**What to work on**
Go through the lines below, tally those that include the word "EngineError", and give only the tally.

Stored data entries
▶

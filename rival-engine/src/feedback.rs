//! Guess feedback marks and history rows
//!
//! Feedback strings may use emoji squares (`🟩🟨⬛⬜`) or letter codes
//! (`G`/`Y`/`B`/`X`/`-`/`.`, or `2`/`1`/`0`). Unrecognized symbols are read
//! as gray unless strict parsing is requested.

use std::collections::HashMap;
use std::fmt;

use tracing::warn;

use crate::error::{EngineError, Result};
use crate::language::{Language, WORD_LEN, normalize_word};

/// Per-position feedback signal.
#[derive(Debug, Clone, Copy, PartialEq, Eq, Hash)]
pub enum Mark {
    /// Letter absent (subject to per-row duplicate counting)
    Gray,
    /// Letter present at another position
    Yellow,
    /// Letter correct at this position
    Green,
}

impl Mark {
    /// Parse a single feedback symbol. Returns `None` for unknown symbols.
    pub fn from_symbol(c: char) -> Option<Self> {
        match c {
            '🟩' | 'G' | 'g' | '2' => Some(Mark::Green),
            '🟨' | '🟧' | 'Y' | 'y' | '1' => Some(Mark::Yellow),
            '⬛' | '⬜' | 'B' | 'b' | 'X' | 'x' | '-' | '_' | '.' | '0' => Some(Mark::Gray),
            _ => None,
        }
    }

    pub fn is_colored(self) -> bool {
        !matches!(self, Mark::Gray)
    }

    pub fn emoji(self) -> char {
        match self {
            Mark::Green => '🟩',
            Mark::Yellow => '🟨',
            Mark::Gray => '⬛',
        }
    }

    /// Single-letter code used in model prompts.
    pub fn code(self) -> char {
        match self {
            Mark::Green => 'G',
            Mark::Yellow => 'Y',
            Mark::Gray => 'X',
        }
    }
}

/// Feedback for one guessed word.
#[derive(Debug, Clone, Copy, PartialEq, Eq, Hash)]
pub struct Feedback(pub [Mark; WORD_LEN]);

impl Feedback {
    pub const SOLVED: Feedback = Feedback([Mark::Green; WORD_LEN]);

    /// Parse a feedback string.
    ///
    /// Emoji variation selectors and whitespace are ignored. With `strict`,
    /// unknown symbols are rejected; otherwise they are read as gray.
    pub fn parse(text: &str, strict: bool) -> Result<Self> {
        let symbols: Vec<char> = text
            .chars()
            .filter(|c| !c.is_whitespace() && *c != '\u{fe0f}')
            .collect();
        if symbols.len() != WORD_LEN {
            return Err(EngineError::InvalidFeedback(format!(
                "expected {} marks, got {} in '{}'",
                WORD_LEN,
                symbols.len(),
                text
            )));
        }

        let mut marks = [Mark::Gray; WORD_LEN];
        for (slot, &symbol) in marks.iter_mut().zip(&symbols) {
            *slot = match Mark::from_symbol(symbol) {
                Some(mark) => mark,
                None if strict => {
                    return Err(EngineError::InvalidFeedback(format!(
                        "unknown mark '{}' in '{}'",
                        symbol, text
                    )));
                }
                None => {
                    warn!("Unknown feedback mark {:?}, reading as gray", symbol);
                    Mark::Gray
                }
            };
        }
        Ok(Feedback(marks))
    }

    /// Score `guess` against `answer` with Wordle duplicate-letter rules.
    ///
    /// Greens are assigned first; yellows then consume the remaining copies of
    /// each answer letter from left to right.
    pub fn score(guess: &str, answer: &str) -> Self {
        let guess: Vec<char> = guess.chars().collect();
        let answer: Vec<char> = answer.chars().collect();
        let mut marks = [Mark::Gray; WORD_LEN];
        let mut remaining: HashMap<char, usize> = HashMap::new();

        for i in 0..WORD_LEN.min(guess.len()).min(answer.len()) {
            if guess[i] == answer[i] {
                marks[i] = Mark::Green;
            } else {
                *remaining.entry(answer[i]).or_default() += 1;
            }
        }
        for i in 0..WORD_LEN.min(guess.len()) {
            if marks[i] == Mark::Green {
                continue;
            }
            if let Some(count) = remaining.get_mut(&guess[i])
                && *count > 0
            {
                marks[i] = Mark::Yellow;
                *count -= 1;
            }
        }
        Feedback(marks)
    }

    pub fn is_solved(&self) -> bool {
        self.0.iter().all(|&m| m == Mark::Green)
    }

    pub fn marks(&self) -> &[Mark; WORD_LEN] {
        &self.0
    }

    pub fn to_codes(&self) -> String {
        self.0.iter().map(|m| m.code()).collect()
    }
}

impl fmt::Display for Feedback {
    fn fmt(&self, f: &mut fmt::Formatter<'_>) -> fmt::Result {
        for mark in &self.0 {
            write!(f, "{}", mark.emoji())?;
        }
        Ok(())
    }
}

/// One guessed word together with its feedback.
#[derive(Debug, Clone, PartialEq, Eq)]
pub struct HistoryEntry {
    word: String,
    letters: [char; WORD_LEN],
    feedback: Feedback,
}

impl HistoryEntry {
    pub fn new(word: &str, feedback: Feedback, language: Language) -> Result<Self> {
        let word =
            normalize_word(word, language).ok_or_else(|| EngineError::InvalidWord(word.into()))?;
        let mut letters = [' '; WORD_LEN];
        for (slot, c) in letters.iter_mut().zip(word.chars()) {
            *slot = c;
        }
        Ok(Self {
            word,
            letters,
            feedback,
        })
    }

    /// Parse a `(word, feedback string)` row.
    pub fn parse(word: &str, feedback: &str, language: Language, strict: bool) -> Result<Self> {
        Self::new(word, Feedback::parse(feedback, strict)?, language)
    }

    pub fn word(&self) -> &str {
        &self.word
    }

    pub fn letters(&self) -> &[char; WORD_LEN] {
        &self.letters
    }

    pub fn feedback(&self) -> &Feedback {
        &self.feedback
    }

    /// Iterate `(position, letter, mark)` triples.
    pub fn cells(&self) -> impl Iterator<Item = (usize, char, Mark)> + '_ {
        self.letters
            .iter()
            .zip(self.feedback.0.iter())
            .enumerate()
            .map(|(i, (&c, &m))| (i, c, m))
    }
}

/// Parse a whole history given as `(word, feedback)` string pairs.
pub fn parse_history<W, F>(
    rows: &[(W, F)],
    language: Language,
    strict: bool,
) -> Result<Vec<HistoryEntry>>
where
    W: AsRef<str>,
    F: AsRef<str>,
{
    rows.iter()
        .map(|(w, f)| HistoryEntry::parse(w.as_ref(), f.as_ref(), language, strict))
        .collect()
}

◀

**Response to this exercise**
4